The existence of a pathological vicious cycle (a positive feedback loop) involving β-catenin, as we postulate, would serve to enhance the survival and continued growth of CRC cells by selectively upregulating various oncogenic factors. A recent study has suggested the existence of another pathological vicious cycle involving β-catenin in CRC. In addition to its effects on gastrin and on the expression of other target genes, Hovanes et al (2001) reported that LEF-1, one of the transcriptional partners of β-catenin, is likewise a target gene of β-catenin/TCF-dependent transcription.

The upregulation of β-catenin expression by gastrin was also associated with the enhancement of the critical cell cycle regulator, cyclin D1. Consistent with our current findings, we have previously reported that gastrin enhanced cyclin D1 protein and cyclin D1 promoter activity in the human gastric adenocarcinoma cell line AGS-B (Song et al, 2003b). However, in contrast to the present study, we did not observe an increase in β-catenin protein expression in AGS-B cells incubated in the presence of gastrin. Several possibilities may explain these disparate results, including interspecies variations. Another possibility is the fact that AGS-B cells have been engineered to overexpress the gastrin receptor, which could potentially favour a direct increase in cyclin D1 by gastrin rather than utilising β-catenin as a mediator of transcription. Furthermore, overexpression of the receptor may have modulated other components that could affect β-catenin stability. Despite our observation in the present study that both β-catenin and cyclin D1 expression were enhanced by gastrin, it is nevertheless possible that the increase in cyclin D1 may have occurred independently of β-catenin-dependent transcription. Along these lines, gastrin has been previously shown to stimulate the expression of c-myc, another target of β-catenin, in intestinal epithelial cells (IEC-6) (Wang et al, 1995). Although we did not examine c-myc levels in this study, it is certainly possible that gastrin may involve not only c-myc and cyclin D1, but also multiple β-catenin target genes and pathways in exerting its growth potential, whether directly or indirectly.

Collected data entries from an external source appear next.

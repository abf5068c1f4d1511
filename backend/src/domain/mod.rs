//! # Domain Module
//!
//! Contains all business logic for the store backend.
//!
//! This module encapsulates the core business rules, entities, and services
//! that define how users, orders, and products are modeled and managed. It
//! operates independently of any HTTP framework or storage mechanism.
//!
//! ## Module Organization
//!
//! - **user_service**: User account CRUD and email uniqueness policy
//! - **order_service**: Order placement and the order/product association
//! - **product_service**: Product catalog CRUD
//! - **models**: Domain entities shared by the services
//! - **error**: The error type services hand to the REST layer
//!
//! ## Business Rules
//!
//! - Every order belongs to exactly one existing user
//! - A product appears in an order at most once; re-adding is a no-op
//! - User email addresses are unique across the system
//! - Deleting a user removes that user's orders and their product links
//! - Input validation happens here, before anything touches storage

pub mod error;
pub mod models;
pub mod order_service;
pub mod product_service;
pub mod user_service;

pub use order_service::OrderService;
pub use product_service::ProductService;
pub use user_service::UserService;
use serde::{Deserialize, Serialize};

/// A registered user of the store.
#[derive(Debug, Clone, PartialEq, Serialize, Deserialize)]
pub struct User {
    pub id: i64,
    pub name: String,
    /// Postal address; empty string when the user never provided one
    pub address: String,
    /// Unique across all users
    pub email: String,
}

/// A single order placed by a user.
#[derive(Debug, Clone, PartialEq, Serialize, Deserialize)]
pub struct Order {
    pub id: i64,
    /// Timestamp the order was placed (RFC 3339)
    pub order_date: String,
    /// Owning user; set at creation and immutable afterwards
    pub user_id: i64,
}

/// A product that can appear in any number of orders.
#[derive(Debug, Clone, PartialEq, Serialize, Deserialize)]
pub struct Product {
    pub id: i64,
    pub product_name: String,
    /// Non-negative; defaults to 0.0 when omitted at creation
    pub price: f64,
}

/// Payload for `POST /users`.
///
/// All fields are optional at the serde level so that missing ones surface
/// as field-keyed validation errors instead of a deserialization failure.
#[derive(Debug, Clone, PartialEq, Serialize, Deserialize)]
pub struct CreateUserRequest {
    pub name: Option<String>,
    pub email: Option<String>,
    /// Optional; stored as the empty string when omitted
    pub address: Option<String>,
}

/// Payload for `PUT /users/:user_id`.
///
/// Both fields are required by validation; the address is deliberately not
/// updatable through this endpoint.
#[derive(Debug, Clone, PartialEq, Serialize, Deserialize)]
pub struct UpdateUserRequest {
    pub name: Option<String>,
    pub email: Option<String>,
}

/// Payload for `POST /orders`.
#[derive(Debug, Clone, PartialEq, Serialize, Deserialize)]
pub struct CreateOrderRequest {
    /// Must reference an existing user
    pub user_id: Option<i64>,
    /// ISO-8601 timestamp, e.g. "2025-06-14T10:00:00Z"
    pub order_date: Option<String>,
}

/// Payload for `POST /products`. The wire field `name` is accepted as an
/// alias for `product_name`.
#[derive(Debug, Clone, PartialEq, Serialize, Deserialize)]
pub struct CreateProductRequest {
    #[serde(alias = "name")]
    pub product_name: Option<String>,
    pub price: Option<f64>,
}

/// Payload for `PUT /products/:product_id`. Both fields are required by
/// validation; `name` is accepted as an alias for `product_name`.
#[derive(Debug, Clone, PartialEq, Serialize, Deserialize)]
pub struct UpdateProductRequest {
    #[serde(alias = "name")]
    pub product_name: Option<String>,
    pub price: Option<f64>,
}

/// Generic `{"message": ...}` body used for deletion confirmations,
/// order/product association results, and error responses.
#[derive(Debug, Clone, PartialEq, Serialize, Deserialize)]
pub struct MessageResponse {
    pub message: String,
}

impl MessageResponse {
    pub fn new(message: impl Into<String>) -> Self {
        Self {
            message: message.into(),
        }
    }
}

#[cfg(test)]
mod tests {
    use super::*;

    #[test]
    fn user_round_trips_through_json() {
        let user = User {
            id: 7,
            name: "Ada Lovelace".to_string(),
            address: "12 Analytical Way".to_string(),
            email: "ada@example.com".to_string(),
        };

        let json = serde_json::to_string(&user).unwrap();
        let back: User = serde_json::from_str(&json).unwrap();

        assert_eq!(back, user);
    }

    #[test]
    fn product_round_trips_through_json() {
        let product = Product {
            id: 1,
            product_name: "Widget".to_string(),
            price: 9.99,
        };

        let json = serde_json::to_string(&product).unwrap();
        assert!(json.contains("\"product_name\":\"Widget\""));

        let back: Product = serde_json::from_str(&json).unwrap();
        assert_eq!(back, product);
    }

    #[test]
    fn create_product_request_accepts_name_alias() {
        let request: CreateProductRequest =
            serde_json::from_str(r#"{"name":"Widget","price":9.99}"#).unwrap();

        assert_eq!(request.product_name.as_deref(), Some("Widget"));
        assert_eq!(request.price, Some(9.99));
    }

    #[test]
    fn update_product_request_accepts_name_alias() {
        let request: UpdateProductRequest =
            serde_json::from_str(r#"{"name":"Deluxe Widget","price":14.99}"#).unwrap();

        assert_eq!(request.product_name.as_deref(), Some("Deluxe Widget"));
        assert_eq!(request.price, Some(14.99));
    }

    #[test]
    fn missing_request_fields_deserialize_as_none() {
        let request: CreateUserRequest = serde_json::from_str(r#"{"name":"Ada"}"#).unwrap();

        assert_eq!(request.name.as_deref(), Some("Ada"));
        assert!(request.email.is_none());
        assert!(request.address.is_none());
    }
}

Another possibility is simply the fact that every immortal cell line possesses slightly different characteristics that produce disparate results. For example, unlike AGS-B cells (Song et al, 2003b), in AGS-E cells, a related human gastric adenocarcinoma cell line overexpressing the gastrin receptor, G-17 induction of cyclin D1 transcription was mediated through both β-catenin and CREB pathways (Pradeep et al, 2004).

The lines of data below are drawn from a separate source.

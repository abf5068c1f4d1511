//! # Storage Module
//!
//! Handles all data persistence operations for the store backend.
//!
//! This module abstracts away the specific storage implementation details and
//! provides a consistent interface for persisting and retrieving data. The
//! implementation can be swapped out (SQLite, PostgreSQL, etc.) without
//! affecting the domain logic or REST layers.
//!
//! ## Key Responsibilities
//!
//! - **Data Persistence**: Saving users, orders, and products to disk
//! - **Data Retrieval**: Loading stored records back into memory
//! - **Connection Management**: Handling database connections and lifecycle
//! - **Referential Integrity**: Enforcing the user/order/product relationships
//!   at the schema level
//!
//! ## Current Implementation
//!
//! - **Primary Storage**: SQLite database accessed through SQLx
//! - **Test Mode**: Uniquely-named in-memory databases for isolated tests

pub mod sqlite;

pub use sqlite::DbConnection;
//! Domain entities used by the services.
//!
//! These are the in-memory shapes the business logic works with. The wire
//! representations live in the `shared` crate and are produced by the REST
//! mappers.

pub mod order;
pub mod product;
pub mod user;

In conclusion, the results of the present studies demonstrate for the first time that gastrin enhances β-catenin protein by prolonging its half-life. Furthermore, these studies support our hypothesis that a positive feedback mechanism exists between gastrin and β-catenin. Although further studies will be required to elucidate fully the mechanisms governing gastrin-induced cellular proliferation, our results suggest that through aberrant overexpression of β-catenin, malignant cells appear to amplify various signals via positive feedback between molecules as a means for potentiating tumorigenesis and proliferation.